It was the monk Zeno, called the Prophet, who recalled them to their monastic life and upon whose advice they departed to a monastery between Gaza and Maiuma. There, Zeno became Peter's spiritual guide and Peter became acquainted with the monastic circles in the region. According to his biographer, John Rufus, Peter refused to write to or receive letters from home lest it undermine his ascetic discipline. At some point around 445, the bishop of Maiuma ordained Peter though Peter attempted to avoid serving as a priest in favour of monastic life.

In 452, he was consecrated bishop of Maiuma by Patriarch Theodosius. He only served for six months before some Christians were banished by the decree of the local ruler.

===Escape to Egypt; return to Palestine===
Peter escaped to Egypt, where he found refuge in the Enaton.

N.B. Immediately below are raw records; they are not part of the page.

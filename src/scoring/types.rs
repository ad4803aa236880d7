use chrono::{DateTime, Utc};
use serde::{Deserialize, Serialize};

use crate::domain::{FormatType, MatchType, PlayerId};

/// One applied multiplier, kept by name so every result stays auditable.
#[derive(Debug, Clone, PartialEq, Serialize, Deserialize)]
pub struct AppliedMultiplier {
    pub name: String,
    pub factor: f64,
}

impl AppliedMultiplier {
    pub fn new(name: &'static str, factor: f64) -> Self {
        Self {
            name: name.to_string(),
            factor,
        }
    }
}

/// Ranking-point delta for one player in one match.
///
/// All factors are >= 1.0, so `total >= base_points` always holds.
#[derive(Debug, Clone, PartialEq, Serialize, Deserialize)]
#[serde(rename_all = "camelCase")]
pub struct RankingPointsResult {
    pub base_points: u32,
    pub multipliers: Vec<AppliedMultiplier>,
    pub total: u32,
    pub reason: String,
}

/// Pickle Points earned for one match, derived from the ranking delta.
#[derive(Debug, Clone, PartialEq, Serialize, Deserialize)]
#[serde(rename_all = "camelCase")]
pub struct PicklePointsResult {
    pub ranking_points_earned: u32,
    pub conversion_rate: f64,
    pub converted: u32,
    pub winner_bonus: u32,
    pub total: u32,
    pub reason: String,
}

/// Both currencies for one participant.
#[derive(Debug, Clone, PartialEq, Serialize, Deserialize)]
#[serde(rename_all = "camelCase")]
pub struct PlayerScore {
    pub player_id: PlayerId,
    pub player_name: String,
    pub is_winner: bool,
    pub ranking: RankingPointsResult,
    pub pickle: PicklePointsResult,
}

/// Per-participant scores for a whole match.
#[derive(Debug, Clone, PartialEq, Serialize, Deserialize)]
#[serde(rename_all = "camelCase")]
pub struct MatchScoreReport {
    pub match_type: MatchType,
    pub format_type: FormatType,
    pub scores: Vec<PlayerScore>,
    pub scored_at: DateTime<Utc>,
}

In the early 470s, Peter moved to Peleia near Ascalon where he continued ascetic activities, visiting various towns and villages of Palestine. Here he acquired great fame as a holy Father. He was called "pillar of Orthodoxy", "Great Peter", "the second Apostle Paul", "the second Moses" and "an exceedingly wonderful person". He gained numerous followers and disciples. According to the medieval sources, he was an author of several famous religious works. However, none of them survived to be written under the name of Peter. For three years he lived at the hermitage of Hilarion, then for some time in a shack on the seashore near Azotus before moving on an estate at Yavneh-Yam, the port of ancient Iamnia, formerly belonging to Eudocia and now managed by a follower of his. He died there in 491 and was buried in his monastery near Gaza.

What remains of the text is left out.